***** INFORMATION

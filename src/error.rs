use thiserror::Error;

/// Failure taxonomy for the client core.
///
/// Every fallible path surfaces one of these; the core never retries and
/// never mutates state on failure, so callers may retry any operation with
/// fresh randomness.
#[derive(Error, Debug)]
pub enum EercError {
    #[error("invalid address: {0}")]
    InvalidAddress(String),

    #[error("invalid amount: {0}")]
    InvalidAmount(String),

    #[error("{operation} is not available in {mode} mode")]
    NotPermittedInMode {
        operation: &'static str,
        mode: &'static str,
    },

    #[error("auditor public key is not set")]
    AuditorNotSet,

    #[error("counterparty is not registered")]
    UnregisteredParty,

    #[error("no decryption key available in this session")]
    MissingKey,

    #[error("point is not on the curve or not in the prime-order subgroup")]
    InvalidPoint,

    #[error("arithmetic failure: {0}")]
    ArithmeticError(String),

    #[error("prover failure: {0}")]
    ProverError(String),

    #[error("balance ciphertexts are inconsistent")]
    InconsistentBalance,

    #[error("derived key reduced to zero")]
    WeakKey,

    #[error("invalid signature material: {0}")]
    InvalidSignature(String),

    #[error("serialization failure: {0}")]
    Serialization(String),
}
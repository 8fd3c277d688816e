//! Client-side cryptographic core for the eERC encrypted-token protocol:
//! Baby Jubjub ElGamal and Poseidon ciphertexts, deterministic key
//! derivation, witness assembly for the five proved operations, and
//! verified balance reconstruction. Proving, transaction submission, and
//! log polling live behind the seams in [`prover`] and [`contract`].

pub mod address;
pub mod balance;
pub mod config;
pub mod contract;
pub mod crypto_serde;
pub mod error;
pub mod field;
pub mod jubjub;
pub mod keys;
pub mod metadata;
pub mod operations;
pub mod pct;
pub mod poseidon;
pub mod prover;

pub use address::Address;
pub use config::poseidon_config;
pub use error::EercError;
pub use jubjub::{ElGamalCiphertext, KeyPair};
pub use operations::DeploymentMode;
pub use pct::PoseidonCiphertext;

**********

__REQUIRED ACTION__
Transcribe all of the data exactly, leaving no line out.

__RESPONSE FOR THIS EXERCISE__
filename src/error.rs
use thiserror::Error;

/// Failure taxonomy for the client core.
///
/// Every fallible path surfaces one of these; the core never retries and
/// never mutates state on failure, so callers may retry any operation with
/// fresh randomness.
#[derive(Error, Debug)]
pub enum EercError {
    #[error("invalid address: {0}")]
    InvalidAddress(String),

    #[error("invalid amount: {0}")]
    InvalidAmount(String),

    #[error("{operation} is not available in {mode} mode")]
    NotPermittedInMode {
        operation: &'static str,
        mode: &'static str,
    },

    #[error("auditor public key is not set")]
    AuditorNotSet,

    #[error("counterparty is not registered")]
    UnregisteredParty,

    #[error("no decryption key available in this session")]
    MissingKey,

    #[error("point is not on the curve or not in the prime-order subgroup")]
    InvalidPoint,

    #[error("arithmetic failure: {0}")]
    ArithmeticError(String),

    #[error("prover failure: {0}")]
    ProverError(String),

    #[error("balance ciphertexts are inconsistent")]
    InconsistentBalance,

    #[error("derived key reduced to zero")]
    WeakKey,

    #[error("invalid signature material: {0}")]
    InvalidSignature(String),

    #[error("serialization failure: {0}")]
    Serialization(String),
}
repository 8fd3c277d688816e
//! Client-side cryptographic core for the eERC encrypted-token protocol:
//! Baby Jubjub ElGamal and Poseidon ciphertexts, deterministic key
//! derivation, witness assembly for the five proved operations, and
//! verified balance reconstruction. Proving, transaction submission, and
//! log polling live behind the seams in [`prover`] and [`contract`].

pub mod address;
pub mod balance;
pub mod config;
pub mod contract;
pub mod crypto_serde;
pub mod error;
pub mod field;
pub mod jubjub;
pub mod keys;
pub mod metadata;
pub mod operations;
pub mod pct;
pub mod poseidon;
pub mod prover;

pub use address::Address;
pub use config::poseidon_config;
pub use error::EercError;
pub use jubjub::{ElGamalCiphertext, KeyPair};
pub use operations::DeploymentMode;
pub use pct::PoseidonCiphertext;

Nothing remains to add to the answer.